● **What you should do**:
A stretch of the entries below is to be set down exactly, running from the line with "pub mod report;" through the line with "pub mod student;", both included, and no other line.

● **Entries supplied**:

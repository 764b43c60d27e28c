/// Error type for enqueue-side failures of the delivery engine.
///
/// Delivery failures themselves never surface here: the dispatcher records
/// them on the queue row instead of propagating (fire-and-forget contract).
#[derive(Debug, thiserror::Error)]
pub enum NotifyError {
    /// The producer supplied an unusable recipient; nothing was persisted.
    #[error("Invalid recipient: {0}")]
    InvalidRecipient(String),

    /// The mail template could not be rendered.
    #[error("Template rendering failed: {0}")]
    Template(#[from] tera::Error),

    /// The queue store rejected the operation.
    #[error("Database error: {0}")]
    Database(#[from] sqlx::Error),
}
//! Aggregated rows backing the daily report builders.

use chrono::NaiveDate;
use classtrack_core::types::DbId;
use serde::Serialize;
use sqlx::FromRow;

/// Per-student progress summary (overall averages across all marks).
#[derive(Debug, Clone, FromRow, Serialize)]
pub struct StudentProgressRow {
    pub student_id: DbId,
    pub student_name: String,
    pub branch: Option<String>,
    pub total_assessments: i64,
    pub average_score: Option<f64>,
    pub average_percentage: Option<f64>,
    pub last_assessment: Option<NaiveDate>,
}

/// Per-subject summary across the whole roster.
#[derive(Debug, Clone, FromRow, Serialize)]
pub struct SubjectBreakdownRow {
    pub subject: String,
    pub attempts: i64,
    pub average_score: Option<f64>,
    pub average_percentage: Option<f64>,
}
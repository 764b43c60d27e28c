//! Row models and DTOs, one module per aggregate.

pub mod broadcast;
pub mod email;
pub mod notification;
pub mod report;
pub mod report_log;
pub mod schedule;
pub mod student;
==
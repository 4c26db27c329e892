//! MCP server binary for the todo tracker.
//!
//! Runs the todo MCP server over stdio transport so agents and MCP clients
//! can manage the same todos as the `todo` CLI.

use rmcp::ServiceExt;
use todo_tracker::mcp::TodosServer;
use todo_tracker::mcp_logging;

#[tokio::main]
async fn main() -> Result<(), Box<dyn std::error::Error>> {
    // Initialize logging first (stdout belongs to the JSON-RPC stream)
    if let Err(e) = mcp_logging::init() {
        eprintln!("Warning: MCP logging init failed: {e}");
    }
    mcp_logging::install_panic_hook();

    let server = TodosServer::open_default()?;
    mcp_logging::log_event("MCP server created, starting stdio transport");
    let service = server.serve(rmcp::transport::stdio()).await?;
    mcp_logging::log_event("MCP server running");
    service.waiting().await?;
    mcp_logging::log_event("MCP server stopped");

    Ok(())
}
--
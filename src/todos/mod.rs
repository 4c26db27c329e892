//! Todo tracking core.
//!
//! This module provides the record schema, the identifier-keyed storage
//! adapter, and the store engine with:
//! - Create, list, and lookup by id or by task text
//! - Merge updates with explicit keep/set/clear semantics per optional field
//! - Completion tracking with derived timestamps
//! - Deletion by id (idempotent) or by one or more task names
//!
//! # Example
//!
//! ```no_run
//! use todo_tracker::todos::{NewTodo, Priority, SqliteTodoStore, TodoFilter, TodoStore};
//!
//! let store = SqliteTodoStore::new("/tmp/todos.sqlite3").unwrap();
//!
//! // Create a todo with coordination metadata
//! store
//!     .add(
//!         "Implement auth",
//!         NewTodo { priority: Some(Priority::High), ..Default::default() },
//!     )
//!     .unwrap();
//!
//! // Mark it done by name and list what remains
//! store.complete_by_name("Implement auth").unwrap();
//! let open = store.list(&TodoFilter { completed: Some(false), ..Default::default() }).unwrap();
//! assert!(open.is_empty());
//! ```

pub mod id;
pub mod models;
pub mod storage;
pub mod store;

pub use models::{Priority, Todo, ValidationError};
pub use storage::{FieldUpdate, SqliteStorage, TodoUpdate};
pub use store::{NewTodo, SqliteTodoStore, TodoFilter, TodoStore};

● **Expected answer**:
pub mod report;
pub mod report_log;
pub mod schedule;
pub mod student;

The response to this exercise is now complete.